Les trois pays de l’Alliance des États du Sahel (AES) – Burkina Faso, Mali et Niger – ont officiellement annoncé leur retrait de la Cour pénale internationale (CPI), dénonçant une institution « néocoloniale » et biaisée. Une décision aux conséquences politiques et judiciaires majeures.
Une annonce conjointe des juntes sahéliennes
Le 23 septembre 2025, les gouvernements militaires du Burkina Faso, du Mali et du Niger ont publié un communiqué conjoint annonçant leur intention de quitter la CPI, tribunal chargé de juger les crimes les plus graves (crimes de guerre, crimes contre l’humanité, génocides).
Selon leur déclaration, la Cour « s’est détournée de sa mission première » et serait devenue un instrument de répression néocoloniale au service des puissances occidentales.
Une volonté de souveraineté judiciaire
Les autorités des trois pays affirment vouloir développer leurs propres mécanismes de justice et de réconciliation pour traiter les crimes graves sur leurs territoires. Cette décision s’inscrit dans une dynamique plus large de rupture avec les institutions internationales jugées dominées par l’Occident, après leur retrait de la CEDEAO et leur rapprochement avec d’autres partenaires stratégiques, notamment la Russie.
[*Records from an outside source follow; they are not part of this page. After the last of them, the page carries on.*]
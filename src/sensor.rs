//! Wall-facing distance sensor

use log::trace;

use crate::calibration::{calibrate_reading, is_error_reading};
use crate::hardware::DistanceHardware;
use crate::math::axis_deviation;
use crate::offset::MountingOffset;
use crate::types::Distance;

/// Distance sensor used for wall resets
///
/// Couples a hardware handle with the sensor's fixed mounting offset.
pub struct ResetSensor<H> {
    offset: MountingOffset,
    hardware: H,
}

impl<H: DistanceHardware> ResetSensor<H> {
    /// Create a sensor from its mounting offset and hardware handle
    ///
    /// # Arguments
    /// * `offset` - Mounting offset in inches, parallel then perpendicular
    /// * `hardware` - Raw distance sensor access
    pub fn new(offset: MountingOffset, hardware: H) -> Self {
        Self { offset, hardware }
    }

    /// Calibrated reading without heading compensation
    ///
    /// Returns inches and a confidence in `[0, 1]`. When the sensor reports its
    /// error value, that value is returned as-is with zero confidence.
    pub fn read(&self) -> Distance {
        let raw = self.hardware.raw_distance();
        let reading = calibrate_reading(raw, self.hardware.raw_confidence());
        if is_error_reading(raw) {
            trace!("Distance sensor error reading");
        }
        reading
    }

    /// Calibrated reading projected onto the wall normal
    ///
    /// Compensates for the robot's deviation from the wall axis and for the
    /// mounting offset (see [`MountingOffset::project`]). Error readings skip
    /// the projection entirely.
    ///
    /// # Arguments
    /// * `heading` - Robot heading in degrees, normalized to `[0, 360]`
    pub fn read_at(&self, heading: f32) -> Distance {
        let raw = self.hardware.raw_distance();
        let reading = calibrate_reading(raw, self.hardware.raw_confidence());
        if is_error_reading(raw) {
            trace!("Distance sensor error reading at heading {:.2}", heading);
            return reading;
        }

        let projected = self.offset.project(reading.value(), axis_deviation(heading));
        Distance::new(projected, reading.confidence())
    }

    /// Mounting offset of the sensor
    pub fn offset(&self) -> MountingOffset {
        self.offset
    }

    /// Underlying hardware handle
    pub fn hardware(&self) -> &H {
        &self.hardware
    }

    /// Mutable access to the underlying hardware handle
    pub fn hardware_mut(&mut self) -> &mut H {
        &mut self.hardware
    }
}
//! Serializer generation - the first generator stage.
//!
//! For every model in every selected application this stage renders a
//! `ModelSerializer` class block, places it according to the namespace's
//! layout mode, and records the artifact in a registry consumed by the
//! viewset stage.

use crate::error::{Error, Result};
use crate::layout::{self, AppContext, AppLayout, Mode};
use crate::registry::{AppModels, ModelIndex, ModelSpec};
use log::{debug, info};
use std::path::{Path, PathBuf};

/// Serializer artifacts recorded for one model.
#[derive(Debug, Clone, PartialEq, Eq)]
pub struct ModelSerializers {
    /// Model class name
    pub model: String,
    /// Serializer class names generated for the model
    pub serializers: Vec<String>,
}

/// Serializer artifacts recorded for one application.
#[derive(Debug, Clone, PartialEq, Eq)]
pub struct AppSerializers {
    /// Application name
    pub app: String,
    /// Per-model records in generation order
    pub models: Vec<ModelSerializers>,
}

impl AppSerializers {
    /// Looks up the serializers recorded for a model.
    pub fn for_model(&self, model: &str) -> Option<&ModelSerializers> {
        self.models.iter().find(|m| m.model == model)
    }
}

/// The serializer artifact registry: application → model → serializer names.
///
/// Output of [`SerializerGenerator::generate_all`] and input to the viewset
/// stage.
#[derive(Debug, Clone, PartialEq, Eq)]
pub struct SerializerRegistry {
    /// Per-application records in generation order
    pub apps: Vec<AppSerializers>,
}

impl SerializerRegistry {
    /// Looks up the records for an application.
    pub fn app(&self, name: &str) -> Option<&AppSerializers> {
        self.apps.iter().find(|a| a.app == name)
    }
}

/// Generates serializer files for every model in the index.
pub struct SerializerGenerator<'a> {
    project_root: PathBuf,
    index: &'a ModelIndex,
}

impl<'a> SerializerGenerator<'a> {
    /// Creates a generator writing into `project_root`.
    pub fn new(project_root: &Path, index: &'a ModelIndex) -> Self {
        Self {
            project_root: project_root.to_path_buf(),
            index,
        }
    }

    /// Renders the serializer class block for one model.
    ///
    /// The field-list literal preserves the model's field order verbatim; the
    /// first field seeds the literal and the rest are comma-joined after it.
    ///
    /// # Errors
    ///
    /// Returns [`Error::NoFields`] if the model declares no fields.
    pub fn render_serializer(app: &str, model: &ModelSpec) -> Result<String> {
        let (first, rest) = model.fields.split_first().ok_or_else(|| Error::NoFields {
            app: app.to_string(),
            model: model.name.clone(),
        })?;

        let mut block = String::new();
        block.push_str("\n\n");
        block.push_str(&format!(
            "class {}(serializers.ModelSerializer):\n",
            model.serializer_class()
        ));
        block.push_str("    class Meta:\n");
        block.push_str(&format!("        model = {}\n", model.name));
        block.push_str(&format!("        fields = ('{}'", first));
        for field in rest {
            block.push_str(&format!(", '{}'", field));
        }
        block.push_str(")\n");

        Ok(block)
    }

    /// Generates serializers for every application in the index.
    ///
    /// Applications are processed in selection order, models in manifest
    /// order. Each namespace gets a fresh [`AppContext`]; its layout mode is
    /// probed once up front and holds for the whole namespace. In sharded
    /// mode the `__init__.py` aggregator is written once, after the last
    /// model, from the completed records.
    ///
    /// # Returns
    ///
    /// The registry of generated serializer names, keyed by application and
    /// model.
    pub fn generate_all(&self) -> Result<SerializerRegistry> {
        let mut registry = SerializerRegistry { apps: Vec::new() };

        for app in &self.index.apps {
            info!("Generating serializers for application: {}", app.name);

            let app_layout = AppLayout::new(&self.project_root, &app.name);
            let mut ctx = AppContext::new(app_layout.serializer_mode());
            let mut records = AppSerializers {
                app: app.name.clone(),
                models: Vec::new(),
            };

            for model in &app.models {
                let block = Self::render_serializer(&app.name, model)?;
                Self::record(&mut records, model);

                match ctx.mode() {
                    Mode::Flat => {
                        let preamble = if ctx.take_preamble() {
                            Some(Self::flat_preamble(app))
                        } else {
                            None
                        };
                        layout::append_block(
                            &app_layout.flat_serializers(),
                            preamble.as_deref(),
                            &block,
                        )?;
                    }
                    Mode::Sharded => {
                        let content =
                            format!("{}{}", Self::sharded_preamble(&app.name, model), block);
                        layout::overwrite(
                            &app_layout.sharded_serializer(&model.module_stem()),
                            &content,
                        )?;
                    }
                }

                debug!("Placed serializer for {}.{}", app.name, model.name);
            }

            if ctx.mode() == Mode::Sharded && !records.models.is_empty() {
                Self::write_aggregator(&app_layout, &records)?;
            }

            registry.apps.push(records);
        }

        Ok(registry)
    }

    /// Records the model's serializer, once per serializer name.
    fn record(records: &mut AppSerializers, model: &ModelSpec) {
        let serializer = model.serializer_class();
        match records.models.iter_mut().find(|m| m.model == model.name) {
            Some(entry) => {
                if !entry.serializers.contains(&serializer) {
                    entry.serializers.push(serializer);
                }
            }
            None => records.models.push(ModelSerializers {
                model: model.name.clone(),
                serializers: vec![serializer],
            }),
        }
    }

    /// Shared import preamble for the flat aggregate file: the framework
    /// import plus one model import line per model in the application.
    fn flat_preamble(app: &AppModels) -> String {
        let mut preamble = String::from("from rest_framework import serializers\n");
        for model in &app.models {
            preamble.push_str(&format!("from {}.models import {}\n", app.name, model.name));
        }
        preamble
    }

    /// Import preamble for a per-model file: only the current model.
    fn sharded_preamble(app: &str, model: &ModelSpec) -> String {
        format!(
            "from rest_framework import serializers\nfrom {}.models import {}\n",
            app, model.name
        )
    }

    /// Rewrites the sharded `__init__.py` aggregator from the completed
    /// records, importing every per-model serializer symbol.
    fn write_aggregator(app_layout: &AppLayout, records: &AppSerializers) -> Result<()> {
        let mut init = String::new();
        for entry in &records.models {
            let stem = entry.model.to_lowercase();
            for serializer in &entry.serializers {
                init.push_str(&format!(
                    "from .{}_auto_serializer import {}\n",
                    stem, serializer
                ));
            }
        }
        layout::overwrite(&app_layout.serializer_dir().join("__init__.py"), &init)
    }
}

#[cfg(test)]
mod tests {
    use super::*;
    use pretty_assertions::assert_eq;
    use std::fs;
    use tempfile::TempDir;

    fn model(name: &str, fields: &[&str]) -> ModelSpec {
        ModelSpec {
            name: name.to_string(),
            fields: fields.iter().map(|f| f.to_string()).collect(),
        }
    }

    fn index(app: &str, models: Vec<ModelSpec>) -> ModelIndex {
        ModelIndex {
            apps: vec![AppModels {
                name: app.to_string(),
                models,
            }],
        }
    }

    #[test]
    fn test_render_serializer_block() {
        let m = model("Order", &["id", "customer", "total"]);

        let block = SerializerGenerator::render_serializer("shop", &m).unwrap();

        assert_eq!(
            block,
            "\n\nclass OrderSerializer(serializers.ModelSerializer):\n    class Meta:\n        model = Order\n        fields = ('id', 'customer', 'total')\n"
        );
    }

    #[test]
    fn test_render_serializer_single_field() {
        let m = model("Tag", &["id"]);

        let block = SerializerGenerator::render_serializer("blog", &m).unwrap();

        assert!(block.contains("fields = ('id')\n"));
    }

    #[test]
    fn test_render_serializer_no_fields() {
        let m = model("Empty", &[]);

        let result = SerializerGenerator::render_serializer("blog", &m);

        match result {
            Err(Error::NoFields { app, model }) => {
                assert_eq!(app, "blog");
                assert_eq!(model, "Empty");
            }
            other => panic!("Expected NoFields, got {:?}", other),
        }
    }

    #[test]
    fn test_sharded_generation_creates_per_model_files() {
        let temp_dir = TempDir::new().unwrap();
        let idx = index(
            "shop",
            vec![
                model("Order", &["id", "customer"]),
                model("Item", &["id", "order", "sku"]),
            ],
        );

        let generator = SerializerGenerator::new(temp_dir.path(), &idx);
        let registry = generator.generate_all().unwrap();

        let order_file = temp_dir
            .path()
            .join("shop/auto_serializers/order_auto_serializer.py");
        let item_file = temp_dir
            .path()
            .join("shop/auto_serializers/item_auto_serializer.py");
        assert!(order_file.exists());
        assert!(item_file.exists());

        let order_content = fs::read_to_string(&order_file).unwrap();
        assert_eq!(
            order_content,
            "from rest_framework import serializers\nfrom shop.models import Order\n\n\nclass OrderSerializer(serializers.ModelSerializer):\n    class Meta:\n        model = Order\n        fields = ('id', 'customer')\n"
        );

        let init = fs::read_to_string(temp_dir.path().join("shop/auto_serializers/__init__.py"))
            .unwrap();
        assert_eq!(
            init,
            "from .order_auto_serializer import OrderSerializer\nfrom .item_auto_serializer import ItemSerializer\n"
        );

        let app = registry.app("shop").unwrap();
        assert_eq!(app.models.len(), 2);
        assert_eq!(
            app.for_model("Order").unwrap().serializers,
            vec!["OrderSerializer"]
        );
    }

    #[test]
    fn test_flat_generation_appends_with_single_preamble() {
        let temp_dir = TempDir::new().unwrap();
        fs::create_dir(temp_dir.path().join("shop")).unwrap();
        fs::write(temp_dir.path().join("shop/auto_serializers.py"), "").unwrap();

        let idx = index(
            "shop",
            vec![model("Order", &["id"]), model("Item", &["id", "sku"])],
        );

        let generator = SerializerGenerator::new(temp_dir.path(), &idx);
        generator.generate_all().unwrap();

        let content =
            fs::read_to_string(temp_dir.path().join("shop/auto_serializers.py")).unwrap();

        // Shared preamble once, then both class blocks.
        assert_eq!(
            content.matches("from rest_framework import serializers\n").count(),
            1
        );
        assert!(content.starts_with(
            "from rest_framework import serializers\nfrom shop.models import Order\nfrom shop.models import Item\n"
        ));
        assert_eq!(content.matches("class OrderSerializer").count(), 1);
        assert_eq!(content.matches("class ItemSerializer").count(), 1);

        // No sharded artifacts in flat mode.
        assert!(!temp_dir.path().join("shop/auto_serializers").exists());
    }

    #[test]
    fn test_flat_generation_second_run_doubles_blocks_not_preamble() {
        let temp_dir = TempDir::new().unwrap();
        fs::create_dir(temp_dir.path().join("shop")).unwrap();
        fs::write(temp_dir.path().join("shop/auto_serializers.py"), "").unwrap();

        let idx = index(
            "shop",
            vec![model("Order", &["id"]), model("Item", &["id"])],
        );

        SerializerGenerator::new(temp_dir.path(), &idx)
            .generate_all()
            .unwrap();
        SerializerGenerator::new(temp_dir.path(), &idx)
            .generate_all()
            .unwrap();

        let content =
            fs::read_to_string(temp_dir.path().join("shop/auto_serializers.py")).unwrap();

        assert_eq!(
            content.matches("from rest_framework import serializers\n").count(),
            1
        );
        assert_eq!(content.matches("class OrderSerializer").count(), 2);
        assert_eq!(content.matches("class ItemSerializer").count(), 2);
    }

    #[test]
    fn test_registry_deduplicates_per_model() {
        let temp_dir = TempDir::new().unwrap();
        let idx = index("shop", vec![model("Order", &["id"])]);

        let generator = SerializerGenerator::new(temp_dir.path(), &idx);
        let first = generator.generate_all().unwrap();
        let second = generator.generate_all().unwrap();

        assert_eq!(first, second);
        assert_eq!(
            second.app("shop").unwrap().for_model("Order").unwrap().serializers,
            vec!["OrderSerializer"]
        );
    }

    #[test]
    fn test_empty_application_produces_no_files() {
        let temp_dir = TempDir::new().unwrap();
        let idx = index("shop", vec![]);

        let registry = SerializerGenerator::new(temp_dir.path(), &idx)
            .generate_all()
            .unwrap();

        assert!(registry.app("shop").unwrap().models.is_empty());
        assert!(!temp_dir.path().join("shop").exists());
    }

    #[test]
    fn test_zero_field_model_aborts_before_writing() {
        let temp_dir = TempDir::new().unwrap();
        let idx = index("shop", vec![model("Empty", &[])]);

        let result = SerializerGenerator::new(temp_dir.path(), &idx).generate_all();

        assert!(matches!(result, Err(Error::NoFields { .. })));
        assert!(!temp_dir.path().join("shop").exists());
    }
}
Conséquences juridiques du retrait
Le retrait de la CPI ne sera effectif qu’un an après la notification officielle au Secrétaire général de l’ONU. En attendant :
- La CPI conserve compétence sur les affaires déjà ouvertes concernant ces pays.
- Les crimes commis avant la date effective du retrait restent du ressort du tribunal.
Pour les ONG de défense des droits humains, cette sortie fragilise la lutte contre l’impunité dans une région marquée par les violences djihadistes et les exactions attribuées aussi bien aux groupes armés qu’aux forces régulières.
Réactions internationales
- L’ONU a rappelé que la CPI demeure un outil essentiel de justice internationale et a appelé les trois pays à « reconsidérer leur décision ».
- Les ONG internationales, comme Human Rights Watch et Amnesty International, dénoncent une « régression inquiétante » qui risque d’aggraver les violations des droits humains dans le Sahel.
- Les gouvernements sahéliens, eux, se défendent : « L’AES choisit de juger ses propres fils, dans le respect de sa souveraineté et de ses valeurs », a déclaré un responsable malien.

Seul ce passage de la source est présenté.